What makes Christmas great? Community? Spending time with loved ones? Parties, presents, the food! The average family loves all these things but for families who are at risk, struggling with addictions, in poverty or very dysfunctional, Christmas time is a very hard time and can easily lead to family breakdown and the need for authorities to get involved.

For children not yet settled in their placements, and even some who are, Christmas time is a reminder of what’s missing. The craving for your biological family does not disappear because of abuse or hurt, and the feelings of hurt often feel magnified during this time of year. If you have a child in your home, remembering these feelings often surface in negative behaviours or patterns of behavior regression, try not to feel overwhelmed. Reassuring children and trying to treat the root cause of the emotions will help the child feel secure in this challenging season of their life.
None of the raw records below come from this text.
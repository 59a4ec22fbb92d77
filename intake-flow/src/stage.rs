use serde::{Deserialize, Serialize};

use crate::profile::{AgeGroup, InsuranceProduct, VehicleField};

/// Where the questionnaire currently is.
///
/// The walk is strictly forward through the declaration order, except for
/// `Consent -> Done` on refusal and `ReadyForQuote -> Done` when the
/// recommendation call fails. `Restart` leads back to `Consent`.
#[derive(Debug, Clone, Copy, PartialEq, Eq, Hash, Serialize, Deserialize)]
#[serde(rename_all = "snake_case")]
pub enum Stage {
    Consent,
    AskAge,
    AskInsurance,
    AskVehicle,
    AskAdditional,
    ReadyForQuote,
    NextSteps,
    Done,
}

impl Stage {
    /// The next stage on the happy path, if any.
    pub fn next(self) -> Option<Stage> {
        match self {
            Stage::Consent => Some(Stage::AskAge),
            Stage::AskAge => Some(Stage::AskInsurance),
            Stage::AskInsurance => Some(Stage::AskVehicle),
            Stage::AskVehicle => Some(Stage::AskAdditional),
            Stage::AskAdditional => Some(Stage::ReadyForQuote),
            Stage::ReadyForQuote => Some(Stage::NextSteps),
            Stage::NextSteps | Stage::Done => None,
        }
    }

    pub fn is_terminal(self) -> bool {
        matches!(self, Stage::NextSteps | Stage::Done)
    }

    /// Whether the free-text side channel is open.
    pub fn accepts_free_text(self) -> bool {
        matches!(self, Stage::Done)
    }

    pub fn accepts_restart(self) -> bool {
        self.is_terminal()
    }

    pub fn affordance(self) -> Affordance {
        match self {
            Stage::Consent => Affordance::ConsentButtons,
            Stage::AskAge => Affordance::AgeSelect {
                options: AgeGroup::ALL.to_vec(),
            },
            Stage::AskInsurance => Affordance::InsuranceChecklist {
                options: InsuranceProduct::ALL.to_vec(),
            },
            Stage::AskVehicle => Affordance::VehicleForm,
            Stage::AskAdditional => Affordance::AdditionalText,
            Stage::ReadyForQuote => Affordance::QuoteButton,
            Stage::NextSteps => Affordance::RestartButton,
            Stage::Done => Affordance::None,
        }
    }
}

/// Input widget a renderer should show for a stage.
#[derive(Debug, Clone, PartialEq, Eq, Serialize, Deserialize)]
#[serde(tag = "kind", rename_all = "snake_case")]
pub enum Affordance {
    ConsentButtons,
    AgeSelect { options: Vec<AgeGroup> },
    InsuranceChecklist { options: Vec<InsuranceProduct> },
    VehicleForm,
    AdditionalText,
    QuoteButton,
    RestartButton,
    None,
}

/// A user action. Labels arrive as plain strings and are checked against the
/// closed answer sets when the event is applied; an unknown label is ignored
/// like any other guard failure.
#[derive(Debug, Clone, PartialEq, Eq, Serialize, Deserialize)]
#[serde(tag = "type", rename_all = "snake_case")]
pub enum Event {
    Consent {
        agree: bool,
    },
    SelectAge {
        group: String,
    },
    ToggleInsurance {
        product: String,
    },
    /// Submits the checklist. When `products` is given it replaces the
    /// current selection first.
    SubmitInsurance {
        #[serde(default)]
        products: Option<Vec<String>>,
    },
    EditVehicle {
        field: VehicleField,
        value: String,
    },
    /// Submits the vehicle form. Fields given here overwrite the buffer first.
    SubmitVehicle {
        #[serde(default)]
        make: Option<String>,
        #[serde(default)]
        model: Option<String>,
        #[serde(default)]
        year: Option<String>,
    },
    EditAdditional {
        text: String,
    },
    SubmitAdditional {
        #[serde(default)]
        text: Option<String>,
    },
    Confirm,
    Restart,
    EditMessage {
        text: String,
    },
    SendMessage {
        #[serde(default)]
        text: Option<String>,
    },
}

impl Event {
    pub fn consent(agree: bool) -> Self {
        Event::Consent { agree }
    }

    pub fn select_age(group: impl Into<String>) -> Self {
        Event::SelectAge {
            group: group.into(),
        }
    }

    pub fn toggle_insurance(product: impl Into<String>) -> Self {
        Event::ToggleInsurance {
            product: product.into(),
        }
    }

    pub fn submit_insurance<I, S>(products: I) -> Self
    where
        I: IntoIterator<Item = S>,
        S: Into<String>,
    {
        Event::SubmitInsurance {
            products: Some(products.into_iter().map(Into::into).collect()),
        }
    }

    pub fn submit_vehicle(
        make: impl Into<String>,
        model: impl Into<String>,
        year: impl Into<String>,
    ) -> Self {
        Event::SubmitVehicle {
            make: Some(make.into()),
            model: Some(model.into()),
            year: Some(year.into()),
        }
    }

    pub fn submit_additional(text: impl Into<String>) -> Self {
        Event::SubmitAdditional {
            text: Some(text.into()),
        }
    }

    pub fn send_message(text: impl Into<String>) -> Self {
        Event::SendMessage {
            text: Some(text.into()),
        }
    }

    /// Short name used in log fields.
    pub fn name(&self) -> &'static str {
        match self {
            Event::Consent { .. } => "consent",
            Event::SelectAge { .. } => "select_age",
            Event::ToggleInsurance { .. } => "toggle_insurance",
            Event::SubmitInsurance { .. } => "submit_insurance",
            Event::EditVehicle { .. } => "edit_vehicle",
            Event::SubmitVehicle { .. } => "submit_vehicle",
            Event::EditAdditional { .. } => "edit_additional",
            Event::SubmitAdditional { .. } => "submit_additional",
            Event::Confirm => "confirm",
            Event::Restart => "restart",
            Event::EditMessage { .. } => "edit_message",
            Event::SendMessage { .. } => "send_message",
        }
    }
}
Some great attachment exercises to incorporate into your Christmas schedule are as follows,

  • Play hide & seek
  • Paint each other’s faces, get out those Christmas colours!
  • Christmas Dance, dance together to some jolly music
  • Guess the Goodies, Put several small treats in a cup. Have the child close their mouth, pop in the treat and have the child guess what they’re eating and vica versa.

Enjoy your holiday time together and we’d love to hear of any adventures you have over this wonderful Christmas time. All the best from the team at Hope For Our Children!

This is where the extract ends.